Nikon did an incredible thing when they put the same Expeed image processing technology into the D90. It’s the same technology that makes the D3 and D700 cameras the leader in high ISO performance. The D90 shoots very usable images up to ISO 3200, with a max ISO of 6400.
With tough economic times in front of us, it’s hard for most of us to spend money on gear unless we are making a living with it. Everyone is chasing fast glass with constant f2.8 or lower apertures. While there’s nothing wrong with that, if you’re shooting a D90 you may not need it for most situations. If you’re shooting dance, sports, or other subjects where you need to be able to stop motion with shutter speed then you will need those really fast lenses.
I shot the image above this weekend at my daughter’s birthday party with her friends. I wanted to get the candlelight on her face so I shut off the flash and cranked the ISO up. I shot this in Manual mode, f5.6, 1/40th, ISO 1600 with a Nikon 16-85mm VR lens.

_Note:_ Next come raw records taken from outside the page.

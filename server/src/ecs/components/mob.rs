use crate::ecs::entity::Entity;
use rysteria_protocol::ids::{MobId, Rarity};

/// Non-player combatant metadata (§3 Mob).
#[derive(Debug, Clone, Copy)]
pub struct Mob {
    pub id: MobId,
    pub rarity: Rarity,
    pub player_spawned: bool,
    pub no_drop: bool,
    pub ai_zone: Option<Entity>,
    pub ticks_until_despawn: u32,
}

impl Mob {
    pub fn new(id: MobId, rarity: Rarity) -> Self {
        Self {
            id,
            rarity,
            player_spawned: false,
            no_drop: false,
            ai_zone: None,
            ticks_until_despawn: 0,
        }
    }
}
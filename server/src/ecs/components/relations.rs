use crate::ecs::entity::Entity;
use rysteria_protocol::ids::Team;

/// Ownership and team affiliation (§3 Relations).
///
/// `root_owner` is resolved by walking the owner chain to its end each time
/// a petal/mob is created, then cached here -- per §9 Design Notes, a
/// handle that outlives a tick is always re-validated through the store,
/// never trusted blindly.
#[derive(Debug, Clone, Copy)]
pub struct Relations {
    pub team: Team,
    pub owner: Entity,
    pub root_owner: Entity,
    pub nest: Option<Entity>,
}

impl Default for Relations {
    fn default() -> Self {
        Self {
            team: Team::Mobs,
            owner: Entity::NULL,
            root_owner: Entity::NULL,
            nest: None,
        }
    }
}
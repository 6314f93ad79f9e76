use rysteria_protocol::ids::{PetalId, Rarity};

/// A loot pickup on the ground (§3 Drop).
#[derive(Debug, Clone, Copy)]
pub struct Drop {
    pub id: PetalId,
    pub rarity: Rarity,
    pub ticks_until_despawn: u32,
    /// Bit `i` set means squad slot `i` is allowed to pick this up (§3.6
    /// damage-credit loot gating).
    pub pickable_by_squad: u8,
}

impl Drop {
    pub fn new(id: PetalId, rarity: Rarity, pickable_by_squad: u8) -> Self {
        Self {
            id,
            rarity,
            ticks_until_despawn: 25 * 60,
            pickable_by_squad,
        }
    }

    pub fn is_pickable_by(&self, squad_slot: usize) -> bool {
        self.pickable_by_squad & (1 << squad_slot) != 0
    }
}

I didn’t apply any noise reduction to this shot in post because I wanted you to see exactly how well the D90 performs at high ISOs. In print, you probably won’t notice the noise unless you were going to blow it up to 24×36 and even then it wouldn’t be all that bad. If you view the image digitally at 100% you will see the noise, but it gives a nice grainy feel just like film. I kind of like it actually.
So if you’re shooting one of these new cameras from Nikon like the D90, D300, D700, or D3/D3x you probably don’t need that super fast glass to get you by. (If you’ve got a D700 or D3/D3x then money probably isn’t an issue.) If you shoot Canon, you’re simply out of luck because Canon’s technology isn’t close to where Nikon’s is at when it comes to high ISO performance.